Carta abierta a cuantos desean sinceramente transformar la sociedad

      Todos los que hemos respondido al llamamiento de Cristo de seguirlo y llevar Su luz al prójimo libramos una guerra cósmica. Luchamos juntos en defensa de nuestra fe, de la verdad y la libertad. Movidos por el amor, nos hemos comprometido a entregar la vida por nuestros hermanos de todo el mundo. Estamos empeñados en lograr que la gente humilde del mundo tenga a su alcance la posibilidad de alimentarse y vestirse adecuadamente y adquirir una vivienda digna; que pueda gozar de buena salud y trabajar en paz y libertad a fin de satisfacer sus necesidades elementales y alcanzar la felicidad. Nos hemos dedicado de lleno a lograr que todos los habitantes del planeta, sin restricciones, puedan conocer la dicha de vivir fraternalmente y en cooperación unos con otros, de tal modo que cada uno aporte conforme a sus posibilidades y reciba según su necesidad (V. Juan 15:13; 2 Corintios 8:14; Hechos 4:35; 11:29).
        Los ideales comunes que perseguimos son que la humanidad se libre de la miseria, de la dominación, del dolor, del mal y del miedo. Los hombres no pueden ser felices cuando padecen hambre, viven bajo el yugo de la opresión, la tiranía y la explotación, o son víctimas de la desnutrición, la falta de salud, las enfermedades y el exceso de trabajo.
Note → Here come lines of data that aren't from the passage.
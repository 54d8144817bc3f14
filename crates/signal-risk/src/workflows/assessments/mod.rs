//! Recompute orchestration shared by the stroke and crowd workflows: per-subject
//! serialization, periodic monitors, the latest-assessment repository and the
//! HTTP surface.

pub mod monitor;
pub mod repository;
pub mod router;
pub mod service;

#[cfg(test)]
mod tests;

pub use monitor::{spawn_monitor, MonitorHandle};
pub use repository::{AssessmentRepository, RepositoryError};
pub use router::{risk_router, RiskApi};
pub use service::AssessmentService;
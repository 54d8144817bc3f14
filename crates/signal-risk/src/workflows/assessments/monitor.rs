use std::future::Future;
use std::time::Duration;

use tokio::sync::watch;
use tokio::task::JoinHandle;
use tokio::time::MissedTickBehavior;
use tracing::{debug, warn};

use crate::engine::SubjectId;

/// Handle to a periodic recompute task. Dropping it also stops the task.
#[derive(Debug)]
pub struct MonitorHandle {
    subject: SubjectId,
    stop: watch::Sender<bool>,
    task: JoinHandle<()>,
}

impl MonitorHandle {
    pub fn subject(&self) -> &SubjectId {
        &self.subject
    }

    pub fn is_finished(&self) -> bool {
        self.task.is_finished()
    }

    /// Cancel the timer and wait for any in-flight tick. No tick starts afterwards.
    pub async fn stop(self) {
        let _ = self.stop.send(true);
        if let Err(error) = self.task.await {
            warn!(subject = %self.subject, error = %error, "monitor task ended abnormally");
        }
    }
}

/// Run `tick` immediately and then every `interval` until stopped.
pub fn spawn_monitor<F, Fut>(subject: SubjectId, interval: Duration, mut tick: F) -> MonitorHandle
where
    F: FnMut() -> Fut + Send + 'static,
    Fut: Future<Output = ()> + Send + 'static,
{
    let (stop, mut stopped) = watch::channel(false);
    let label = subject.clone();

    let task = tokio::spawn(async move {
        let mut ticker = tokio::time::interval(interval);
        ticker.set_missed_tick_behavior(MissedTickBehavior::Delay);

        loop {
            tokio::select! {
                biased;
                changed = stopped.changed() => {
                    if changed.is_err() || *stopped.borrow() {
                        break;
                    }
                }
                _ = ticker.tick() => {
                    tick().await;
                }
            }
        }

        debug!(subject = %label, "monitor stopped");
    });

    MonitorHandle {
        subject,
        stop,
        task,
    }
}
No pueden conocer la alegría cuando soportan las penalidades que ocasionan interminables guerras y conflictos, y enfrentan la pesadilla de una espantosa inseguridad.
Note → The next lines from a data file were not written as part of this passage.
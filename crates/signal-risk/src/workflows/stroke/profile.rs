//! Stroke-risk instantiation of the scoring engine.
//!
//! Thresholds and partials are demonstration values, kept configurable here
//! rather than treated as clinically validated constants.

use crate::engine::{
    AlertPolicy, Band, Condition, DomainProfile, FactorRule, FallbackPolicy, OverrideRule,
    ProfileError, RecommendationPlan, ScoringEntry, ScoringTable, SignalValue, SourceCategory,
    SourceId, Tier, TierBand, TierBands, TransferFunction, ValueKind,
};

pub const DOMAIN: &str = "stroke";

pub const AGE: &str = "age";
pub const GENDER: &str = "gender";
pub const ETHNICITY: &str = "ethnicity";
pub const HYPERTENSION: &str = "hypertension";
pub const DIABETES: &str = "diabetes";
pub const HEART_DISEASE: &str = "heart_disease";
pub const STROKE_HISTORY: &str = "stroke_history";
pub const SMOKING_STATUS: &str = "smoking_status";
pub const SYSTOLIC_BP: &str = "systolic_bp";
pub const DIASTOLIC_BP: &str = "diastolic_bp";
pub const HEART_RATE: &str = "heart_rate";
pub const OXYGEN_SATURATION: &str = "oxygen_saturation";
pub const CHOLESTEROL: &str = "cholesterol";
pub const GLUCOSE: &str = "glucose";
pub const STEPS: &str = "steps";
pub const SLEEP_HOURS: &str = "sleep_hours";
pub const ACTIVE_MINUTES: &str = "active_minutes";
pub const TRACKED_HEART_RATE: &str = "tracked_heart_rate";
pub const FACIAL_DROOP: &str = "facial_droop";
pub const ARM_WEAKNESS: &str = "arm_weakness";
pub const SPEECH_DIFFICULTY: &str = "speech_difficulty";
pub const SYMPTOM_SEVERITY: &str = "symptom_severity";
pub const BMI: &str = "bmi";
pub const FAMILY_HISTORY: &str = "family_history";

pub const EMERGENCY_ACTIONS: [&str; 2] = [
    "EMERGENCY: Seek immediate medical attention",
    "Call 911 or go to the nearest emergency room",
];
pub const HIGH_ACTIONS: [&str; 2] = [
    "Schedule urgent consultation with a neurologist",
    "Monitor symptoms closely",
];
pub const MODERATE_ACTIONS: [&str; 2] = [
    "Schedule routine follow-up with primary care physician",
    "Implement lifestyle modifications",
];
pub const CLOSING: &str = "Continue health monitoring";
pub const CLOSING_INCOMPLETE: &str = "Continue health monitoring and data collection";

fn flag(source: &str, partial: f64) -> ScoringEntry {
    ScoringEntry::new(source, ValueKind::Flag, TransferFunction::Flag { partial })
}

fn informational(source: &str, kind: ValueKind) -> ScoringEntry {
    ScoringEntry::new(source, kind, TransferFunction::Informational)
}

pub fn scoring_table() -> ScoringTable {
    ScoringTable::new()
        .with(
            ScoringEntry::new(
                AGE,
                ValueKind::Number,
                TransferFunction::Banded {
                    bands: vec![
                        Band {
                            above: 65.0,
                            partial: 25.0,
                        },
                        Band {
                            above: 45.0,
                            partial: 15.0,
                        },
                    ],
                    otherwise: 5.0,
                },
            )
            .unit("years"),
        )
        .with(informational(GENDER, ValueKind::Label))
        .with(informational(ETHNICITY, ValueKind::Label))
        .with(flag(HYPERTENSION, 15.0))
        .with(flag(DIABETES, 10.0))
        .with(flag(HEART_DISEASE, 20.0))
        .with(flag(STROKE_HISTORY, 30.0))
        .with(ScoringEntry::new(
            SMOKING_STATUS,
            ValueKind::Label,
            TransferFunction::LabelMatch {
                label: "current".to_string(),
                partial: 10.0,
            },
        ))
        .with(
            ScoringEntry::new(
                SYSTOLIC_BP,
                ValueKind::Number,
                TransferFunction::Above {
                    threshold: 140.0,
                    partial: 15.0,
                },
            )
            .unit("mmHg"),
        )
        .with(
            ScoringEntry::new(
                DIASTOLIC_BP,
                ValueKind::Number,
                TransferFunction::Above {
                    threshold: 90.0,
                    partial: 10.0,
                },
            )
            .unit("mmHg"),
        )
        .with(
            ScoringEntry::new(
                HEART_RATE,
                ValueKind::Number,
                TransferFunction::OutsideRange {
                    low: 50.0,
                    low_partial: 8.0,
                    high: 100.0,
                    high_partial: 10.0,
                },
            )
            .unit("bpm"),
        )
        .with(informational(OXYGEN_SATURATION, ValueKind::Number).unit("%"))
        .with(informational(CHOLESTEROL, ValueKind::Number).unit("mg/dL"))
        .with(informational(GLUCOSE, ValueKind::Number).unit("mg/dL"))
        .with(
            ScoringEntry::new(
                STEPS,
                ValueKind::Number,
                TransferFunction::Below {
                    threshold: 5_000.0,
                    partial: 12.0,
                },
            )
            .category(SourceCategory::RealTime),
        )
        .with(
            ScoringEntry::new(
                SLEEP_HOURS,
                ValueKind::Number,
                TransferFunction::Below {
                    threshold: 6.0,
                    partial: 10.0,
                },
            )
            .category(SourceCategory::RealTime)
            .unit("h"),
        )
        .with(
            ScoringEntry::new(
                ACTIVE_MINUTES,
                ValueKind::Number,
                TransferFunction::Below {
                    threshold: 30.0,
                    partial: 8.0,
                },
            )
            .category(SourceCategory::RealTime)
            .unit("min"),
        )
        .with(
            informational(TRACKED_HEART_RATE, ValueKind::Number)
                .category(SourceCategory::RealTime)
                .unit("bpm"),
        )
        .with(flag(FACIAL_DROOP, 25.0))
        .with(flag(ARM_WEAKNESS, 25.0))
        .with(flag(SPEECH_DIFFICULTY, 25.0))
        .with(ScoringEntry::new(
            SYMPTOM_SEVERITY,
            ValueKind::Number,
            TransferFunction::Linear {
                per_unit: 3.0,
                cap: 30.0,
            },
        ))
        .with(
            ScoringEntry::new(
                BMI,
                ValueKind::Number,
                TransferFunction::Above {
                    threshold: 30.0,
                    partial: 8.0,
                },
            )
            .category(SourceCategory::Historical),
        )
        .with(
            ScoringEntry::new(
                FAMILY_HISTORY,
                ValueKind::Label,
                TransferFunction::LabelMatch {
                    label: "stroke".to_string(),
                    partial: 12.0,
                },
            )
            .category(SourceCategory::Historical),
        )
}

pub fn fallbacks() -> FallbackPolicy {
    let unspecified = || SignalValue::Label("unspecified".to_string());
    FallbackPolicy::new()
        .with(AGE, SignalValue::Number(0.0))
        .with(GENDER, unspecified())
        .with(ETHNICITY, unspecified())
        .with(HYPERTENSION, SignalValue::Flag(false))
        .with(DIABETES, SignalValue::Flag(false))
        .with(HEART_DISEASE, SignalValue::Flag(false))
        .with(STROKE_HISTORY, SignalValue::Flag(false))
        .with(SMOKING_STATUS, SignalValue::Label("never".to_string()))
        .with(SYSTOLIC_BP, SignalValue::Number(120.0))
        .with(DIASTOLIC_BP, SignalValue::Number(80.0))
        .with(HEART_RATE, SignalValue::Number(72.0))
        .with(OXYGEN_SATURATION, SignalValue::Number(98.0))
        .with(CHOLESTEROL, SignalValue::Number(180.0))
        .with(GLUCOSE, SignalValue::Number(95.0))
        .with(STEPS, SignalValue::Number(8_239.0))
        .with(SLEEP_HOURS, SignalValue::Number(7.54))
        .with(ACTIVE_MINUTES, SignalValue::Number(74.0))
        .with(TRACKED_HEART_RATE, SignalValue::Number(72.0))
        .with(FACIAL_DROOP, SignalValue::Flag(false))
        .with(ARM_WEAKNESS, SignalValue::Flag(false))
        .with(SPEECH_DIFFICULTY, SignalValue::Flag(false))
        .with(SYMPTOM_SEVERITY, SignalValue::Number(1.0))
        .with(BMI, SignalValue::Number(22.0))
        .with(FAMILY_HISTORY, SignalValue::Label("none".to_string()))
}

pub fn factor_rules() -> Vec<FactorRule> {
    vec![
        FactorRule::new(
            STEPS,
            Condition::Below(8_000.0),
            "Low physical activity (< 8000 steps/day)",
        )
        .advising("Increase daily activity to 10,000+ steps"),
        FactorRule::new(SLEEP_HOURS, Condition::Below(7.0), "Insufficient sleep (< 7 hours)")
            .advising("Improve sleep quality - aim for 7-9 hours nightly"),
        FactorRule::new(
            ACTIVE_MINUTES,
            Condition::Below(60.0),
            "Limited exercise (< 60 active minutes)",
        )
        .advising("Add structured exercise to daily routine"),
        FactorRule::new(HYPERTENSION, Condition::IsTrue, "Hypertension"),
        FactorRule::new(DIABETES, Condition::IsTrue, "Diabetes"),
        FactorRule::new(BMI, Condition::Above(30.0), "Obesity (BMI > 30)"),
    ]
}

pub fn checklist() -> Vec<SourceId> {
    [
        AGE,
        GENDER,
        ETHNICITY,
        SYSTOLIC_BP,
        DIASTOLIC_BP,
        HEART_RATE,
        OXYGEN_SATURATION,
        STEPS,
        SLEEP_HOURS,
        ACTIVE_MINUTES,
        TRACKED_HEART_RATE,
    ]
    .into_iter()
    .map(SourceId::new)
    .collect()
}

pub fn domain_profile() -> Result<DomainProfile, ProfileError> {
    let bands = TierBands::new(vec![
        TierBand {
            tier: Tier::Moderate,
            min_score: 30.0,
        },
        TierBand {
            tier: Tier::High,
            min_score: 60.0,
        },
        TierBand {
            tier: Tier::Critical,
            min_score: 80.0,
        },
    ])?;

    Ok(DomainProfile {
        name: DOMAIN.to_string(),
        table: scoring_table(),
        fallbacks: fallbacks(),
        bands,
        overrides: vec![OverrideRule {
            name: "critical_symptoms".to_string(),
            triggers: [FACIAL_DROOP, ARM_WEAKNESS, SPEECH_DIFFICULTY]
                .into_iter()
                .map(SourceId::new)
                .collect(),
            minimum: Tier::High,
            advise_as: Tier::Critical,
        }],
        factor_rules: factor_rules(),
        plan: RecommendationPlan::new(CLOSING, CLOSING_INCOMPLETE)
            .urgent(Tier::Critical, &EMERGENCY_ACTIONS)
            .urgent(Tier::High, &HIGH_ACTIONS)
            .urgent(Tier::Moderate, &MODERATE_ACTIONS),
        checklist: checklist(),
        alert_policy: AlertPolicy::new(Tier::High, "High stroke risk detected"),
    })
}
      Sostenemos que la causa de todos esos males es la falta de amor de los hombres para con Dios y con el prójimo, y su insistencia en contravenir las leyes divinas de amor, fe, paz y armonía con el Creador, con la creación y con sus semejantes. Esas leyes constituyen el fundamento de nuestra fe y de la de todos los que creen profundamente en Dios y en Su amor.
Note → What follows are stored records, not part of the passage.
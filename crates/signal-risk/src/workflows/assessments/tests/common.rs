use std::collections::HashMap;
use std::sync::atomic::{AtomicUsize, Ordering};
use std::sync::{Arc, Mutex};
use std::time::Duration;

use async_trait::async_trait;
use axum::response::Response;
use serde_json::Value;

use crate::engine::{
    AcquireError, AlertError, AlertLog, AlertSink, Assessment, NotificationPayload, RiskPipeline,
    SignalProvider, SignalValue, SourceId, SubjectId,
};
use crate::workflows::assessments::{
    risk_router, AssessmentRepository, AssessmentService, RepositoryError, RiskApi,
};
use crate::workflows::crowd::{self, CrowdWorkflow, SiteRegistry};
use crate::workflows::stroke::{self, PatientRegistry, StrokeWorkflow};

pub(super) const ACQUIRE_TIMEOUT: Duration = Duration::from_millis(500);

#[derive(Default)]
pub(super) struct MemoryRepository {
    latest: Mutex<HashMap<SubjectId, Assessment>>,
}

impl AssessmentRepository for MemoryRepository {
    fn store(&self, assessment: Assessment) -> Result<(), RepositoryError> {
        self.latest
            .lock()
            .unwrap()
            .insert(assessment.record.subject_id.clone(), assessment);
        Ok(())
    }

    fn latest(&self, subject: &SubjectId) -> Result<Option<Assessment>, RepositoryError> {
        Ok(self.latest.lock().unwrap().get(subject).cloned())
    }

    fn subjects(&self) -> Result<Vec<SubjectId>, RepositoryError> {
        let mut subjects: Vec<SubjectId> = self.latest.lock().unwrap().keys().cloned().collect();
        subjects.sort();
        Ok(subjects)
    }
}

pub(super) struct UnavailableRepository;

impl AssessmentRepository for UnavailableRepository {
    fn store(&self, _assessment: Assessment) -> Result<(), RepositoryError> {
        Err(RepositoryError::Unavailable("database offline".to_string()))
    }

    fn latest(&self, _subject: &SubjectId) -> Result<Option<Assessment>, RepositoryError> {
        Err(RepositoryError::Unavailable("database offline".to_string()))
    }

    fn subjects(&self) -> Result<Vec<SubjectId>, RepositoryError> {
        Err(RepositoryError::Unavailable("database offline".to_string()))
    }
}

#[derive(Default)]
pub(super) struct RecordingSink {
    payloads: Mutex<Vec<NotificationPayload>>,
}

impl RecordingSink {
    pub(super) fn payloads(&self) -> Vec<NotificationPayload> {
        self.payloads.lock().unwrap().clone()
    }

    /// Detached deliveries land shortly after the assessment returns.
    pub(super) async fn wait_for(&self, count: usize) -> Vec<NotificationPayload> {
        for _ in 0..100 {
            let payloads = self.payloads();
            if payloads.len() >= count {
                return payloads;
            }
            tokio::time::sleep(Duration::from_millis(10)).await;
        }
        self.payloads()
    }
}

#[async_trait]
impl AlertSink for RecordingSink {
    async fn send(&self, payload: &NotificationPayload) -> Result<(), AlertError> {
        self.payloads.lock().unwrap().push(payload.clone());
        Ok(())
    }
}

/// Provider that answers nothing but counts every fetch.
#[derive(Clone, Default)]
pub(super) struct CountingFeed {
    fetches: Arc<AtomicUsize>,
}

impl CountingFeed {
    pub(super) fn fetches(&self) -> usize {
        self.fetches.load(Ordering::SeqCst)
    }
}

#[async_trait]
impl SignalProvider for CountingFeed {
    async fn fetch(&self, _source: &SourceId) -> Result<SignalValue, AcquireError> {
        self.fetches.fetch_add(1, Ordering::SeqCst);
        Err(AcquireError::Absent)
    }
}

/// Provider that logs its tag before and after a delay on every fetch.
pub(super) struct TaggedFeed {
    pub(super) tag: usize,
    pub(super) delay: Duration,
    pub(super) log: Arc<Mutex<Vec<usize>>>,
}

#[async_trait]
impl SignalProvider for TaggedFeed {
    async fn fetch(&self, _source: &SourceId) -> Result<SignalValue, AcquireError> {
        self.log.lock().unwrap().push(self.tag);
        tokio::time::sleep(self.delay).await;
        self.log.lock().unwrap().push(self.tag);
        Err(AcquireError::Absent)
    }
}

/// Number of times the tag changes along the log.
pub(super) fn tag_switches(log: &[usize]) -> usize {
    log.windows(2).filter(|pair| pair[0] != pair[1]).count()
}

pub(super) fn stroke_pipeline() -> RiskPipeline {
    let profile = stroke::profile::domain_profile().expect("stroke profile is valid");
    RiskPipeline::from_profile(profile, ACQUIRE_TIMEOUT).expect("stroke pipeline builds")
}

pub(super) fn crowd_pipeline() -> RiskPipeline {
    let profile = crowd::profile::domain_profile().expect("crowd profile is valid");
    RiskPipeline::from_profile(profile, ACQUIRE_TIMEOUT).expect("crowd pipeline builds")
}

pub(super) fn stroke_service<R>(
    repository: Arc<R>,
    sink: Option<Arc<dyn AlertSink>>,
    submit_latency: Duration,
) -> Arc<AssessmentService<R>>
where
    R: AssessmentRepository + 'static,
{
    Arc::new(AssessmentService::new(
        stroke_pipeline(),
        repository,
        Arc::new(AlertLog::new()),
        sink,
        submit_latency,
    ))
}

pub(super) struct TestApi {
    pub(super) api: Arc<RiskApi<MemoryRepository>>,
    pub(super) repository: Arc<MemoryRepository>,
    pub(super) alerts: Arc<AlertLog>,
}

pub(super) fn build_api() -> TestApi {
    let repository = Arc::new(MemoryRepository::default());
    let alerts = Arc::new(AlertLog::new());

    let stroke_service = Arc::new(AssessmentService::new(
        stroke_pipeline(),
        Arc::clone(&repository),
        Arc::clone(&alerts),
        None,
        Duration::ZERO,
    ));
    let crowd_service = Arc::new(AssessmentService::new(
        crowd_pipeline(),
        Arc::clone(&repository),
        Arc::clone(&alerts),
        None,
        Duration::ZERO,
    ));

    let api = Arc::new(RiskApi::new(
        StrokeWorkflow::new(Arc::new(PatientRegistry::new()), stroke_service),
        CrowdWorkflow::new(Arc::new(SiteRegistry::new()), crowd_service),
        Arc::clone(&repository),
        Arc::clone(&alerts),
    ));

    TestApi {
        api,
        repository,
        alerts,
    }
}

pub(super) fn router(test_api: &TestApi) -> axum::Router {
    risk_router(Arc::clone(&test_api.api))
}

pub(super) async fn read_json_body(response: Response) -> Value {
    let body = axum::body::to_bytes(response.into_body(), 1 << 20)
        .await
        .expect("read body");
    serde_json::from_slice(&body).expect("json payload")
}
      A demás de saber a favor y en contra de qué luchamos, es necesario tener claro en qué plano debemos hacerlo. La nuestra no es una guerra de armas y ejércitos que combaten físicamente. No es una contienda en el plano material, en la que se enfrenten hombres, naciones o grupos étnicos. No es una guerra entre ricos y pobres ni entre socialistas y capitalistas. No se trata de un conflicto entre sistemas políticos o económicos, entre sociedades o culturas, o entre confesiones religiosas. No nos referimos a una conflagración motivada por el rencor y el odio, la saña y la venganza, que conducen a matanzas y a salvajismo, torturas, sufrimiento y muerte. No se trata de sojuzgar a un pueblo, ni de conquistar territorios, ni de adquirir bienes materiales o satisfacer la vanagloria del hombre.
        Tales guerras carnales raramente han contribuido a superar conflictos o a resolver los problemas fundamentales que aquejan a la humanidad. Por lo general, solo han dado lugar a más sufrimiento, angustia, dolor, hambre, esclavitud, resentimiento y revanchas. No han hecho otra cosa que generar más luchas, tormentos, privaciones, destrucción, pérdidas, aflicción, miseria y muerte. El resultado de la inmensa mayoría de las mezquinas y execrables guerras que desatan los hombres no es más que un simple relevo del tirano de turno en el que se invierten los papeles entre opresores y oprimidos, un interminable círculo vicioso de males que enriquece aún más a un sector cada vez más reducido de privilegiados, y a la vez engrosa las filas de los pobres. Y tanto unos como otros son desgraciados e infelices con la vida que llevan, asediada por el espectro del miedo y la muerte.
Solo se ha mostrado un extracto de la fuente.